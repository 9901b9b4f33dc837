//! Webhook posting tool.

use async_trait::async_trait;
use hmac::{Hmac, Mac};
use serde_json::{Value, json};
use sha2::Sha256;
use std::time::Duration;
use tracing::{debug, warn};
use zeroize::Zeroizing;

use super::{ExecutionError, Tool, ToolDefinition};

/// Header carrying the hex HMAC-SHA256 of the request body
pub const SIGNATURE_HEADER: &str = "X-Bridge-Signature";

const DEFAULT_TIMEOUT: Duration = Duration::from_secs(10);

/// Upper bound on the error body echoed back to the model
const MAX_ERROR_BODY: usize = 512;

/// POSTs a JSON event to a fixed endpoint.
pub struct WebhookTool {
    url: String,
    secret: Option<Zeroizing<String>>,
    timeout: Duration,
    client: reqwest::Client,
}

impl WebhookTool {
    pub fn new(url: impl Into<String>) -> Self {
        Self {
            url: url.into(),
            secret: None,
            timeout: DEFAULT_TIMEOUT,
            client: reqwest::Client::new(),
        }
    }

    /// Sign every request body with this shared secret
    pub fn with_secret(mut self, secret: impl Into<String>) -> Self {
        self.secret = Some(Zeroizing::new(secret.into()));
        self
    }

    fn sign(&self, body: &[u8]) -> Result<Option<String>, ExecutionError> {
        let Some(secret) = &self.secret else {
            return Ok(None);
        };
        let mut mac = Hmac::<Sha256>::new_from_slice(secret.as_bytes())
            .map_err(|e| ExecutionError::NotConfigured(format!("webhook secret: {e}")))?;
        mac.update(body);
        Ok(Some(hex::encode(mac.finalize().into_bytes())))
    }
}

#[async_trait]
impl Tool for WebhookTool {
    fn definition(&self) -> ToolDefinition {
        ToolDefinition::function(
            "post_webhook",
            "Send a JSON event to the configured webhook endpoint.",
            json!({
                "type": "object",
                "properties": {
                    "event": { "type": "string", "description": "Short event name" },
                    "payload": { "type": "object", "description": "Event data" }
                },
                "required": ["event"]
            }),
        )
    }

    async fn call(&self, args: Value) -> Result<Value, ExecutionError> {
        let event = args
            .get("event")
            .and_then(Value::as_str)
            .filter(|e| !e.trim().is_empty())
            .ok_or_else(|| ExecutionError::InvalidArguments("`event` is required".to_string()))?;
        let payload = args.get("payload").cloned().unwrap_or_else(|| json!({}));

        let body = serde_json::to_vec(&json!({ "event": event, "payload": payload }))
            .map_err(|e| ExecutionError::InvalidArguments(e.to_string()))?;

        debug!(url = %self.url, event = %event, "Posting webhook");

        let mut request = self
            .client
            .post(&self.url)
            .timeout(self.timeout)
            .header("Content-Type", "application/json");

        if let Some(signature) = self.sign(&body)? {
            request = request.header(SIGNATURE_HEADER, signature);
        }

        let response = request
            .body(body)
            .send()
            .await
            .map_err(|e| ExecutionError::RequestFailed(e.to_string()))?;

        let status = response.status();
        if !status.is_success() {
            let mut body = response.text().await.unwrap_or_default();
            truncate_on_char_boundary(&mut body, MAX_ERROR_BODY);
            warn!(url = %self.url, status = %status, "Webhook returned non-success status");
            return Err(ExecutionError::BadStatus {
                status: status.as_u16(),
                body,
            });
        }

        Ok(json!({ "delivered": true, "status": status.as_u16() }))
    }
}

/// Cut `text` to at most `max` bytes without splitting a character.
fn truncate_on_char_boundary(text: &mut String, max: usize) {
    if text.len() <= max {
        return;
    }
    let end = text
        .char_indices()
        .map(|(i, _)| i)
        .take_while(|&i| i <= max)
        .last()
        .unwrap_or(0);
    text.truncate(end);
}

● ● ● ● ● ● ●

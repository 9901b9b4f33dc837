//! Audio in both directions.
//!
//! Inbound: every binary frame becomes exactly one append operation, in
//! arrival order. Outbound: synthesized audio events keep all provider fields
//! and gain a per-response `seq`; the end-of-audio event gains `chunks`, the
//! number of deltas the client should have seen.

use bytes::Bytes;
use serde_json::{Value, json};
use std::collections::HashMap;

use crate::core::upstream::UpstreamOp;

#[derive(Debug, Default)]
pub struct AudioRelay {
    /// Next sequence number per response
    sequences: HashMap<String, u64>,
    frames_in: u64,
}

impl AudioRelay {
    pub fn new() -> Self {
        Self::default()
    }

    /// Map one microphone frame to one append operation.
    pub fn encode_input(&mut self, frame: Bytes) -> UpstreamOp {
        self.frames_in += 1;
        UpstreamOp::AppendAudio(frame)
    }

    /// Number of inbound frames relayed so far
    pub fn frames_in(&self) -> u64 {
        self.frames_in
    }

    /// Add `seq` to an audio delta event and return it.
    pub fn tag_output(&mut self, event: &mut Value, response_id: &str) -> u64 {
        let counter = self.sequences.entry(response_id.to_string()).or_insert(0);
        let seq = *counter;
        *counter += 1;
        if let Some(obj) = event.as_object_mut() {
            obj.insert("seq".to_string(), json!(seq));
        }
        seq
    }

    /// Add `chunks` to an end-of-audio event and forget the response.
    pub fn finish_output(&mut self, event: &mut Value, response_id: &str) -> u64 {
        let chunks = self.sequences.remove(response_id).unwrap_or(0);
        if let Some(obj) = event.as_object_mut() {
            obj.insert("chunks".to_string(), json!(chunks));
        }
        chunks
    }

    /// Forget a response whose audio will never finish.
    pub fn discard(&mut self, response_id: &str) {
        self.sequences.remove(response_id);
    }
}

● ● ● ● ● ● ●

Problem requirements:
Every line of the entries above that contains the word "InvalidArguments" must be tallied, and the number alone reported.

Answer to this task:
2